A REAL TIME HYBRID QUANTUM CLASSICAL DIAGNOSTIC FRAMEWORK FOR EARLY DISEASE DETECTION

Early detection of clinical deterioration is crucial for better patient outcomes, and current diagnostic models struggle to model the complex interactions observed in nonlinear patterns in multimodal medical data while meeting the performance requirements for real-time operation. This paper proposes a Real-Time Hybrid Quantum-Classical Diagnostic Framework (HQCDF) to improve early disease detection by combining a Quantum Variational Biomarker Embedding module (QVBE), a Classical Temporal-Clinical Learning module (CTCLM), and a novel Quantum-Classical Diagnostic Fusion mechanism (QCDF). A semi-synthetic multimodal dataset, Med-EarlyQ, physiological time series, lab biomarkers, and clinical scores was built to evaluate. The hybrid model has been trained using End-to-end differentiable quantum-classical optimization via the parameter-shift rule. Results showed that HQCDF obtained 96% accuracy, 0.93 F1-score, and 0.95 AUROC to outperform state-of-the-art classical deep learning models and existing hybrid approaches by 6~15% while controlling the real-time inference latency to 18 ms.
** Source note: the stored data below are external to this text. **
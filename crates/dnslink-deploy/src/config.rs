//! Turns parsed arguments into validated pipeline configuration
//!
//! Everything here runs before tracing is initialized, so failures are
//! reported by the caller on stderr with the configuration exit code.

use dnslink_core::config::{PublishConfig, VerifyConfig};
use dnslink_core::traits::ReplicationRegion;
use dnslink_core::{DeployConfig, DnsConfig, DnsProviderConfig, GatewayConfig, PinningConfig, Result};
use std::path::PathBuf;

use crate::cli::{Command, NetlifyArgs, PinataArgs, VerifyArgs};

/// What to run, with configuration already validated
#[derive(Debug)]
pub enum Invocation {
    Deploy {
        config: DeployConfig,
        build_path: PathBuf,
        github_output: Option<PathBuf>,
    },
    Publish {
        pinning: PinningConfig,
        publish: PublishConfig,
        build_path: PathBuf,
        github_output: Option<PathBuf>,
    },
    UpdateDns {
        config: DeployConfig,
        cid: String,
    },
    Verify {
        gateway: GatewayConfig,
        verify: VerifyConfig,
        cid: String,
    },
}

impl Invocation {
    /// Build and validate the invocation for `command`
    pub fn from_command(command: Command, dry_run: bool) -> Result<Self> {
        match command {
            Command::Deploy {
                pinata,
                netlify,
                verify,
                github_output,
            } => {
                let (pinning, publish) = pinning_config(&pinata)?;
                let config =
                    deploy_config(&netlify, &verify, dry_run).with_pinning(pinning, publish);
                config.validate_for_publish()?;

                Ok(Invocation::Deploy {
                    config,
                    build_path: pinata.build_path,
                    github_output,
                })
            }
            Command::Publish {
                pinata,
                github_output,
            } => {
                let (pinning, publish) = pinning_config(&pinata)?;
                pinning.validate()?;
                publish.validate()?;

                Ok(Invocation::Publish {
                    pinning,
                    publish,
                    build_path: pinata.build_path,
                    github_output,
                })
            }
            Command::UpdateDns {
                cid,
                netlify,
                verify,
                skip_verify,
            } => {
                let mut config = deploy_config(&netlify, &verify, dry_run);
                config.verify.skip = skip_verify;
                config.validate()?;

                Ok(Invocation::UpdateDns { config, cid })
            }
            Command::Verify { cid, verify } => {
                let (gateway, verify) = verify_config(&verify);
                gateway.validate()?;
                verify.validate()?;

                Ok(Invocation::Verify {
                    gateway,
                    verify,
                    cid,
                })
            }
        }
    }

    /// Short name for logging
    pub fn name(&self) -> &'static str {
        match self {
            Invocation::Deploy { .. } => "deploy",
            Invocation::Publish { .. } => "publish",
            Invocation::UpdateDns { .. } => "update-dns",
            Invocation::Verify { .. } => "verify",
        }
    }
}

fn pinning_config(args: &PinataArgs) -> Result<(PinningConfig, PublishConfig)> {
    let pinning = PinningConfig::Pinata {
        api_key: args.pinata_api_key.clone(),
        api_secret: args.pinata_api_secret.clone(),
    };

    let mut publish = PublishConfig::new(args.pin_alias.clone());
    publish.regions = ReplicationRegion::parse_list(&args.regions)?;

    Ok((pinning, publish))
}

fn verify_config(args: &VerifyArgs) -> (GatewayConfig, VerifyConfig) {
    let gateway = GatewayConfig::Http {
        base_url: args.gateway_url.clone(),
    };
    let verify = VerifyConfig {
        max_attempts: args.verify_attempts,
        interval_secs: args.verify_interval_secs,
        skip: false,
    };
    (gateway, verify)
}

fn deploy_config(netlify: &NetlifyArgs, verify: &VerifyArgs, dry_run: bool) -> DeployConfig {
    let mut dns = DnsConfig::new(
        DnsProviderConfig::Netlify {
            api_token: netlify.netlify_api_key.clone(),
        },
        netlify.zone_id.clone(),
        netlify.dnslink_host.clone(),
    );
    dns.ttl = netlify.ttl;

    let (gateway, verify) = verify_config(verify);

    let mut config = DeployConfig::new(dns);
    config.gateway = gateway;
    config.verify = verify;
    config.dry_run = dry_run;
    config
}
//! Content identifiers and the dnslink encoding

use serde::{Deserialize, Serialize};
use std::fmt;

use crate::error::{Error, Result};

/// Prefix every dnslink TXT value starts with
pub const DNSLINK_PREFIX: &str = "dnslink=";

/// Opaque, content-derived identifier of a published artifact tree
///
/// Equality is exact string equality. The empty string is never a valid CID.
#[derive(Debug, Clone, PartialEq, Eq, Hash, Serialize, Deserialize)]
#[serde(try_from = "String", into = "String")]
pub struct ContentId(String);

impl ContentId {
    /// Create a CID, rejecting empty or whitespace-only input
    pub fn new(cid: impl Into<String>) -> Result<Self> {
        let cid = cid.into();
        let trimmed = cid.trim();
        if trimmed.is_empty() {
            return Err(Error::invalid_input("No CID provided"));
        }
        Ok(Self(trimmed.to_string()))
    }

    /// Borrow the CID string
    pub fn as_str(&self) -> &str {
        &self.0
    }

    /// The gateway path for this CID (`/ipfs/<cid>`)
    pub fn ipfs_path(&self) -> String {
        format!("/ipfs/{}", self.0)
    }

    /// The TXT record value pointing at this CID (`dnslink=/ipfs/<cid>`)
    pub fn dnslink_value(&self) -> String {
        format!("{}{}", DNSLINK_PREFIX, self.ipfs_path())
    }
}

impl fmt::Display for ContentId {
    fn fmt(&self, f: &mut fmt::Formatter<'_>) -> fmt::Result {
        f.write_str(&self.0)
    }
}

impl AsRef<str> for ContentId {
    fn as_ref(&self) -> &str {
        &self.0
    }
}

impl TryFrom<String> for ContentId {
    type Error = Error;

    fn try_from(value: String) -> Result<Self> {
        Self::new(value)
    }
}

impl From<ContentId> for String {
    fn from(cid: ContentId) -> Self {
        cid.0
    }
}

impl std::str::FromStr for ContentId {
    type Err = Error;

    fn from_str(s: &str) -> Result<Self> {
        Self::new(s)
    }
}
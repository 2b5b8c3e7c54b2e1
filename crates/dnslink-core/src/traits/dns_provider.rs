// # DNS Provider Trait
//
// Defines the interface for reading and mutating records in a DNS zone.
//
// ## Implementations
//
// - Netlify: `dnslink-provider-netlify` crate
//
// ## Usage
//
// ```rust,ignore
// use dnslink_core::traits::{DnsProvider, NewDnsRecord};
//
// let provider = /* DnsProvider implementation */;
// let records = provider.list_records("zone-id").await?;
// provider
//     .create_record("zone-id", &NewDnsRecord::txt("_dnslink.example.com", "dnslink=/ipfs/bafy...", 300))
//     .await?;
// ```

use async_trait::async_trait;
use serde::{Deserialize, Serialize};

use crate::cid::DNSLINK_PREFIX;
use crate::error::Result;

/// Record type handled by the reconciler
pub const TXT_RECORD_TYPE: &str = "TXT";

/// A record as reported by the zone
#[derive(Debug, Clone, PartialEq, Eq, Serialize, Deserialize)]
pub struct DnsRecord {
    /// Provider-assigned record id
    pub id: String,
    /// Record type ("TXT", "A", ...)
    #[serde(rename = "type")]
    pub record_type: String,
    /// Fully-qualified hostname
    pub hostname: String,
    /// Record value
    pub value: String,
    /// Time-to-live in seconds
    #[serde(default)]
    pub ttl: Option<u32>,
}

impl DnsRecord {
    /// Whether this is a TXT record
    pub fn is_txt(&self) -> bool {
        self.record_type.eq_ignore_ascii_case(TXT_RECORD_TYPE)
    }

    /// Whether this record lives at `hostname`
    ///
    /// Comparison ignores ASCII case and a trailing root dot.
    pub fn matches_hostname(&self, hostname: &str) -> bool {
        normalize_hostname(&self.hostname) == normalize_hostname(hostname)
    }

    /// Whether the value is a dnslink pointer
    pub fn is_dnslink(&self) -> bool {
        self.value.starts_with(DNSLINK_PREFIX)
    }
}

/// A record to be created
#[derive(Debug, Clone, PartialEq, Eq, Serialize, Deserialize)]
pub struct NewDnsRecord {
    /// Record type
    #[serde(rename = "type")]
    pub record_type: String,
    /// Fully-qualified hostname
    pub hostname: String,
    /// Record value
    pub value: String,
    /// Time-to-live in seconds
    pub ttl: u32,
}

impl NewDnsRecord {
    /// A TXT record
    pub fn txt(hostname: impl Into<String>, value: impl Into<String>, ttl: u32) -> Self {
        Self {
            record_type: TXT_RECORD_TYPE.to_string(),
            hostname: hostname.into(),
            value: value.into(),
            ttl,
        }
    }
}

fn normalize_hostname(hostname: &str) -> String {
    hostname.trim().trim_end_matches('.').to_ascii_lowercase()
}

/// Trait for DNS provider implementations
///
/// Providers are single-shot: one API call per method, no retries, no
/// caching. Ordering and idempotence decisions are owned by
/// [`crate::DnsReconciler`].
#[async_trait]
pub trait DnsProvider: Send + Sync {
    /// List every record in `zone_id`
    async fn list_records(&self, zone_id: &str) -> Result<Vec<DnsRecord>>;

    /// Create a record in `zone_id`, returning it as stored
    async fn create_record(&self, zone_id: &str, record: &NewDnsRecord) -> Result<DnsRecord>;

    /// Delete record `record_id` from `zone_id`
    async fn delete_record(&self, zone_id: &str, record_id: &str) -> Result<()>;

    /// Get the provider name (for logging/debugging)
    fn provider_name(&self) -> &'static str;
}

/// Helper trait for constructing DNS providers from configuration
pub trait DnsProviderFactory: Send + Sync {
    /// Create a DnsProvider instance from configuration
    fn create(
        &self,
        config: &crate::config::DnsProviderConfig,
    ) -> Result<Box<dyn DnsProvider>>;
}
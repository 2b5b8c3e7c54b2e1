//! DNS record reconciler
//!
//! Converges a zone to exactly one dnslink TXT record at a hostname.
//!
//! ## State sequence
//!
//! ```text
//! Start ──fetch──▶ Fetched ──already correct──▶ NoOp
//!                     │
//!                     ├──create──▶ Created ──retire stale──▶ Done
//!                     │
//!                     └──desired present, stale duplicates──▶ Done
//! ```
//!
//! The new record is always created before any stale record is deleted, so
//! an observer never sees the hostname without a dnslink record. The price
//! is a short window with two records, which the 300s TTL bounds. If a
//! stale delete fails the window stays open; that residue is reported in
//! [`ReconcileOutcome::warnings`] and there is no rollback.

use std::fmt;
use tracing::{debug, info, warn};

use crate::cid::ContentId;
use crate::config::DEFAULT_DNSLINK_TTL;
use crate::error::{CleanupReport, Result};
use crate::traits::{DnsProvider, DnsRecord, NewDnsRecord};

/// Reconciler progress
#[derive(Debug, Clone, Copy, PartialEq, Eq)]
pub enum ReconcileState {
    /// Nothing observed yet
    Start,
    /// Zone records listed
    Fetched,
    /// Zone already correct, nothing mutated (terminal)
    NoOp,
    /// New record created
    Created,
    /// Stale records retired (terminal)
    Done,
}

impl fmt::Display for ReconcileState {
    fn fmt(&self, f: &mut fmt::Formatter<'_>) -> fmt::Result {
        let name = match self {
            ReconcileState::Start => "start",
            ReconcileState::Fetched => "fetched",
            ReconcileState::NoOp => "no-op",
            ReconcileState::Created => "created",
            ReconcileState::Done => "done",
        };
        f.write_str(name)
    }
}

/// Result of one reconcile run
#[derive(Debug)]
pub struct ReconcileOutcome {
    /// Terminal state ([`ReconcileState::NoOp`] or [`ReconcileState::Done`])
    pub state: ReconcileState,

    /// The desired TXT value
    pub desired: String,

    /// Record created by this run, if any
    pub created: Option<DnsRecord>,

    /// Stale dnslink records found at the hostname
    pub stale: Vec<DnsRecord>,

    /// One report per stale record deletion attempted
    pub retired: Vec<CleanupReport>,

    /// Mutations were logged, not executed
    pub dry_run: bool,
}

impl ReconcileOutcome {
    /// Whether the zone was already correct
    pub fn is_noop(&self) -> bool {
        self.state == ReconcileState::NoOp
    }

    /// Warnings for every stale record that could not be deleted
    pub fn warnings(&self) -> Vec<String> {
        self.retired
            .iter()
            .filter_map(|report| {
                report.warning().map(|w| {
                    format!("{} (stale dnslink record may linger next to the new one)", w)
                })
            })
            .collect()
    }
}

/// Converges a DNS zone to one dnslink record
pub struct DnsReconciler<'a> {
    provider: &'a dyn DnsProvider,
    ttl: u32,
    dry_run: bool,
}

impl<'a> DnsReconciler<'a> {
    /// Create a reconciler using the default 300s TTL
    pub fn new(provider: &'a dyn DnsProvider) -> Self {
        Self {
            provider,
            ttl: DEFAULT_DNSLINK_TTL,
            dry_run: false,
        }
    }

    /// Override the TTL of created records
    pub fn with_ttl(mut self, ttl: u32) -> Self {
        self.ttl = ttl;
        self
    }

    /// Log mutations instead of performing them
    pub fn with_dry_run(mut self, dry_run: bool) -> Self {
        self.dry_run = dry_run;
        self
    }

    /// Point `hostname` in `zone_id` at `cid`
    ///
    /// # Errors
    ///
    /// Listing and creation failures are fatal and surfaced unretried. A
    /// failed creation means no deletion is attempted, so the old record
    /// keeps serving. Deletion failures are reported in the outcome only.
    pub async fn reconcile(
        &self,
        zone_id: &str,
        hostname: &str,
        cid: &ContentId,
    ) -> Result<ReconcileOutcome> {
        let provider = self.provider.provider_name();
        let desired = cid.dnslink_value();
        let mut state = ReconcileState::Start;

        info!(
            provider,
            hostname,
            desired = %desired,
            mode = if self.dry_run { "DRY-RUN" } else { "LIVE" },
            "Updating dnslink"
        );

        let records = self.provider.list_records(zone_id).await?;
        transition(&mut state, ReconcileState::Fetched);

        let located: Vec<DnsRecord> = records
            .into_iter()
            .filter(|r| r.is_txt() && r.matches_hostname(hostname) && r.is_dnslink())
            .collect();

        for record in &located {
            info!(record_id = %record.id, value = %record.value, "Found previous dnslink");
        }
        if located.len() > 1 {
            warn!(
                hostname,
                count = located.len(),
                "Multiple dnslink records at hostname, retiring all but the desired one"
            );
        }

        let mut current = None;
        let mut stale = Vec::new();
        for record in located {
            if current.is_none() && record.value == desired {
                current = Some(record);
            } else {
                stale.push(record);
            }
        }

        if current.is_some() && stale.is_empty() {
            info!(hostname, "Target dnslink is already set");
            transition(&mut state, ReconcileState::NoOp);
            return Ok(ReconcileOutcome {
                state,
                desired,
                created: None,
                stale,
                retired: Vec::new(),
                dry_run: self.dry_run,
            });
        }

        let mut created = None;
        if current.is_none() {
            let new_record = NewDnsRecord::txt(hostname, desired.as_str(), self.ttl);
            if self.dry_run {
                info!(
                    "[DRY-RUN] Would create record: {}",
                    serde_json::to_string(&new_record)?
                );
            } else {
                let record = self.provider.create_record(zone_id, &new_record).await?;
                info!(record_id = %record.id, "Created dnslink record");
                created = Some(record);
            }
            transition(&mut state, ReconcileState::Created);
        }

        let mut retired = Vec::with_capacity(stale.len());
        for record in &stale {
            if self.dry_run {
                info!(record_id = %record.id, value = %record.value, "[DRY-RUN] Would delete stale dnslink record");
                continue;
            }

            let result = self.provider.delete_record(zone_id, &record.id).await;
            match &result {
                Ok(()) => info!(record_id = %record.id, "Deleted stale dnslink record"),
                Err(e) => warn!(
                    record_id = %record.id,
                    error = %e,
                    "Failed to delete stale dnslink record; it will linger until removed by hand"
                ),
            }
            retired.push(CleanupReport::new(record.id.as_str(), result));
        }
        transition(&mut state, ReconcileState::Done);

        Ok(ReconcileOutcome {
            state,
            desired,
            created,
            stale,
            retired,
            dry_run: self.dry_run,
        })
    }
}

fn transition(state: &mut ReconcileState, next: ReconcileState) {
    debug!(from = %state, to = %next, "Reconcile state");
    *state = next;
}
//! Content publisher
//!
//! Uploads an artifact tree to a [`PinningService`] and garbage-collects the
//! pins left under the same alias by previous runs.
//!
//! ## Flow
//!
//! 1. Authenticate (fatal on failure, never retried)
//! 2. List current pins for the alias (read, retried on transient failure)
//! 3. Upload once (non-idempotent, never retried)
//! 4. Unpin every previous CID that differs from the new one, independently
//!
//! Step 4 is best-effort: the new pin is already live, so a failed unpin
//! only leaves clutter. Each result is kept in [`PublishOutcome::cleanup`].

use std::path::Path;
use tracing::{debug, info, warn};

use crate::cid::ContentId;
use crate::error::{CleanupReport, Error, Result};
use crate::retry::{RetryPolicy, retry};
use crate::traits::{PinFilter, PinningService, ReplicationRegion, UploadOptions};

/// Result of a publish run
#[derive(Debug)]
pub struct PublishOutcome {
    /// The newly pinned CID
    pub cid: ContentId,

    /// CIDs pinned under the alias before the upload
    pub previous: Vec<ContentId>,

    /// One report per stale pin removal attempted
    pub cleanup: Vec<CleanupReport>,
}

impl PublishOutcome {
    /// Warnings for every failed unpin
    pub fn warnings(&self) -> Vec<String> {
        self.cleanup.iter().filter_map(CleanupReport::warning).collect()
    }

    /// CIDs that were successfully unpinned
    pub fn unpinned(&self) -> Vec<&str> {
        self.cleanup
            .iter()
            .filter(|report| report.is_ok())
            .map(|report| report.target.as_str())
            .collect()
    }
}

/// Publishes artifact trees to a pinning service
pub struct ContentPublisher<'a> {
    service: &'a dyn PinningService,
    read_policy: RetryPolicy,
}

impl<'a> ContentPublisher<'a> {
    /// Create a publisher
    ///
    /// `read_policy` governs pin listing only. Authentication and upload
    /// are always single attempts.
    pub fn new(service: &'a dyn PinningService, read_policy: RetryPolicy) -> Self {
        Self {
            service,
            read_policy,
        }
    }

    /// Upload `local_path` under `alias` and clean up stale pins
    ///
    /// # Returns
    ///
    /// - `Ok(PublishOutcome)`: the new CID is pinned; cleanup failures are in the outcome
    /// - `Err(Error)`: authentication, listing or upload failed
    pub async fn publish(
        &self,
        local_path: &Path,
        alias: &str,
        regions: &[ReplicationRegion],
    ) -> Result<PublishOutcome> {
        let service_name = self.service.service_name();

        if alias.trim().is_empty() {
            return Err(Error::invalid_input("Pin alias cannot be empty"));
        }

        if tokio::fs::metadata(local_path).await.is_err() {
            return Err(Error::invalid_input(format!(
                "Artifact path does not exist: {}",
                local_path.display()
            )));
        }

        info!(service = service_name, path = %local_path.display(), alias, "Publishing artifact tree");

        self.service.authenticate().await?;
        debug!(service = service_name, "Authentication successful");

        let filter = PinFilter::pinned(alias);
        let resource = format!("{} pin listing", service_name);
        let pins = retry(&self.read_policy, &resource, |_| self.service.list_pins(&filter)).await?;

        let mut previous: Vec<ContentId> = Vec::with_capacity(pins.len());
        for pin in pins {
            if !previous.contains(&pin.cid) {
                previous.push(pin.cid);
            }
        }

        if !previous.is_empty() {
            info!(
                alias,
                pins = %join(&previous),
                "Found previous pins"
            );
        }

        let options = UploadOptions::new(alias).with_regions(regions.to_vec());
        let cid = self.service.upload(local_path, &options).await?;
        info!(cid = %cid, "Uploaded");

        let stale: Vec<&ContentId> = previous.iter().filter(|old| **old != cid).collect();

        let mut cleanup = Vec::with_capacity(stale.len());
        if !stale.is_empty() {
            info!(count = stale.len(), "Cleaning up previous pins");
        }

        for old in stale {
            let result = self.service.unpin(old).await;
            match &result {
                Ok(()) => info!(cid = %old, "Unpinned"),
                Err(e) => warn!(cid = %old, error = %e, "Failed to unpin, leaving it pinned"),
            }
            cleanup.push(CleanupReport::new(old.as_str(), result));
        }

        Ok(PublishOutcome {
            cid,
            previous,
            cleanup,
        })
    }
}

fn join(cids: &[ContentId]) -> String {
    cids.iter()
        .map(ContentId::as_str)
        .collect::<Vec<_>>()
        .join(", ")
}
/// Validate that a string is a usable DNS hostname
///
/// Basic RFC 1035 checks. Underscore is accepted because dnslink records
/// conventionally live under a `_dnslink` label.
pub fn validate_hostname(hostname: &str) -> Result<()> {
    let hostname = hostname.trim_end_matches('.');
    if hostname.is_empty() {
        return Err(Error::config("NETLIFY_DNS_LINK is required"));
    }

    if hostname.len() > 253 {
        return Err(Error::config(format!(
            "Hostname too long: {} chars (max 253). Got: {}",
            hostname.len(),
            hostname
        )));
    }

    for label in hostname.split('.') {
        if label.is_empty() {
            return Err(Error::config(format!(
                "Hostname has empty label: '{}'",
                hostname
            )));
        }

        if label.len() > 63 {
            return Err(Error::config(format!(
                "Hostname label too long: {} chars (max 63). Label: '{}'",
                label.len(),
                label
            )));
        }

        if !label
            .chars()
            .all(|c| c.is_ascii_alphanumeric() || c == '-' || c == '_')
        {
            return Err(Error::config(format!(
                "Hostname label contains invalid characters. Label: '{}'",
                label
            )));
        }

        if label.starts_with('-') || label.ends_with('-') {
            return Err(Error::config(format!(
                "Hostname label cannot start or end with hyphen. Label: '{}'",
                label
            )));
        }
    }

    Ok(())
}

fn default_regions() -> Vec<ReplicationRegion> {
    vec![
        ReplicationRegion::new("FRA1", 2),
        ReplicationRegion::new("NYC1", 2),
    ]
}

fn default_read_attempts() -> u32 {
    3
}

fn default_read_interval_secs() -> u64 {
    2
}

fn default_verify_attempts() -> u32 {
    30
}

fn default_verify_interval_secs() -> u64 {
    5
}

fn default_ttl() -> u32 {
    DEFAULT_DNSLINK_TTL
}
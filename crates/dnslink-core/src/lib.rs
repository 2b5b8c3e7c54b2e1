// # dnslink-core
//
// Core library for the dnslink deployment pipeline.
//
// ## Architecture Overview
//
// A deployment converges external state in three ordered stages:
// - **ContentPublisher**: uploads a site bundle to a pinning service and
//   garbage-collects stale pins under the same alias
// - **PropagationVerifier**: polls a public gateway until the new CID is served
// - **DnsReconciler**: converges a DNS zone to exactly one dnslink TXT record
//
// All three stages reach their backends through traits:
// - **PinningService**: content-addressed storage with pins
// - **Gateway**: public HTTP read path for content
// - **DnsProvider**: DNS zone record API
//
// Stages share one retry primitive ([`retry::retry`]), and [`DeployPipeline`]
// runs them strictly in order.
//
// ## Design Principles
//
// 1. **Stateless runs**: every run rebuilds its view from the backends
// 2. **Create before delete**: the zone never holds zero dnslink records
// 3. **Best-effort cleanup**: stale pins and records are reported, not fatal
// 4. **Library-First**: the binary is a thin wiring layer over this crate

pub mod cid;
pub mod config;
pub mod error;
pub mod pipeline;
pub mod publisher;
pub mod reconciler;
pub mod registry;
pub mod retry;
pub mod traits;
pub mod verifier;

// Re-export core types for convenience
pub use cid::ContentId;
pub use config::{DeployConfig, DnsConfig, DnsProviderConfig, GatewayConfig, PinningConfig};
pub use error::{CleanupReport, Disposition, Error, Result};
pub use pipeline::{DeployPipeline, DeployReport};
pub use publisher::{ContentPublisher, PublishOutcome};
pub use reconciler::{DnsReconciler, ReconcileOutcome, ReconcileState};
pub use registry::ProviderRegistry;
pub use retry::RetryPolicy;
pub use traits::{DnsProvider, Gateway, PinningService};
pub use verifier::PropagationVerifier;
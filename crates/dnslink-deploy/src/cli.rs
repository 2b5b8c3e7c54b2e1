//! Command-line surface
//!
//! Every option can also come from the environment, using the variable
//! names CI pipelines already export for Pinata and Netlify.

use clap::{Args, Parser, Subcommand};
use dnslink_core::config::{DEFAULT_DNSLINK_TTL, DEFAULT_GATEWAY_URL};
use std::path::PathBuf;

/// Publish a site to IPFS and point its dnslink record at it
#[derive(Parser, Debug)]
#[command(name = "dnslink-deploy")]
#[command(author, version, about, long_about = None)]
pub struct Cli {
    #[command(subcommand)]
    pub command: Command,

    /// Log level (trace, debug, info, warn, error)
    #[arg(long, global = true, env = "DNSLINK_LOG_LEVEL", default_value = "info")]
    pub log_level: String,

    /// Log intended DNS changes instead of applying them
    ///
    /// The environment form accepts `1`/`0`, `yes`/`no`, `on`/`off` and
    /// `true`/`false`.
    #[arg(
        long,
        global = true,
        env = "DNSLINK_DRY_RUN",
        value_parser = clap::builder::BoolishValueParser::new()
    )]
    pub dry_run: bool,
}

#[derive(Subcommand, Debug)]
pub enum Command {
    /// Publish the build, wait for the gateway, then update dnslink
    Deploy {
        #[command(flatten)]
        pinata: PinataArgs,

        #[command(flatten)]
        netlify: NetlifyArgs,

        #[command(flatten)]
        verify: VerifyArgs,

        /// File to append `hash=<cid>` to (GitHub Actions step output)
        #[arg(long, env = "GITHUB_OUTPUT")]
        github_output: Option<PathBuf>,
    },

    /// Publish the build and print its CID
    Publish {
        #[command(flatten)]
        pinata: PinataArgs,

        /// File to append `hash=<cid>` to (GitHub Actions step output)
        #[arg(long, env = "GITHUB_OUTPUT")]
        github_output: Option<PathBuf>,
    },

    /// Point dnslink at an already published CID
    UpdateDns {
        /// CID to point at
        #[arg(long, env = "IPFS_HASH")]
        cid: String,

        #[command(flatten)]
        netlify: NetlifyArgs,

        #[command(flatten)]
        verify: VerifyArgs,

        /// Update DNS without checking the gateway first
        #[arg(long)]
        skip_verify: bool,
    },

    /// Wait until a CID is served by the gateway
    Verify {
        /// CID to check
        #[arg(long, env = "IPFS_HASH")]
        cid: String,

        #[command(flatten)]
        verify: VerifyArgs,
    },
}

/// Pinata credentials and upload settings
#[derive(Args, Debug, Clone)]
pub struct PinataArgs {
    /// Pinata API key
    #[arg(long, env = "PINATA_API_KEY", hide_env_values = true)]
    pub pinata_api_key: String,

    /// Pinata API secret
    #[arg(long, env = "PINATA_API_SECRET", hide_env_values = true)]
    pub pinata_api_secret: String,

    /// Name the pins are grouped under; previous pins with it are removed
    #[arg(long, env = "PINATA_PIN_ALIAS")]
    pub pin_alias: String,

    /// Replication policy as `REGION:COUNT` pairs
    #[arg(long, env = "PINATA_REGIONS", default_value = "FRA1:2,NYC1:2")]
    pub regions: String,

    /// Directory (or file) to publish
    #[arg(long, env = "BUILD_PATH")]
    pub build_path: PathBuf,
}

/// Netlify DNS settings
#[derive(Args, Debug, Clone)]
pub struct NetlifyArgs {
    /// Netlify personal access token
    #[arg(long, env = "NETLIFY_API_KEY", hide_env_values = true)]
    pub netlify_api_key: String,

    /// Netlify DNS zone id
    #[arg(long, env = "NETLIFY_DNS_ZONE_ID")]
    pub zone_id: String,

    /// Hostname of the dnslink TXT record (e.g. `_dnslink.app.example.com`)
    #[arg(long, env = "NETLIFY_DNS_LINK")]
    pub dnslink_host: String,

    /// TTL for the created record, in seconds
    #[arg(long, env = "DNSLINK_TTL", default_value_t = DEFAULT_DNSLINK_TTL)]
    pub ttl: u32,
}

/// Gateway propagation check settings
#[derive(Args, Debug, Clone)]
pub struct VerifyArgs {
    /// Gateway base URL
    #[arg(long, env = "DNSLINK_GATEWAY_URL", default_value = DEFAULT_GATEWAY_URL)]
    pub gateway_url: String,

    /// Maximum gateway probes
    #[arg(long, env = "DNSLINK_VERIFY_ATTEMPTS", default_value_t = 30)]
    pub verify_attempts: u32,

    /// Seconds between gateway probes
    #[arg(long, env = "DNSLINK_VERIFY_INTERVAL_SECS", default_value_t = 5)]
    pub verify_interval_secs: u64,
}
Analysis revealed that the QCDF module contributed to increased robustness against quantum noise and missing clinical information, and to QE's increased sensitivity to subtle trends in disease in its early stages. The results show that the proposed hybrid framework is a promising evolution, addressing the call for next-generation, real-time, and resource-efficient diagnostic systems with great potential for early intervention and clinical decision-support impact.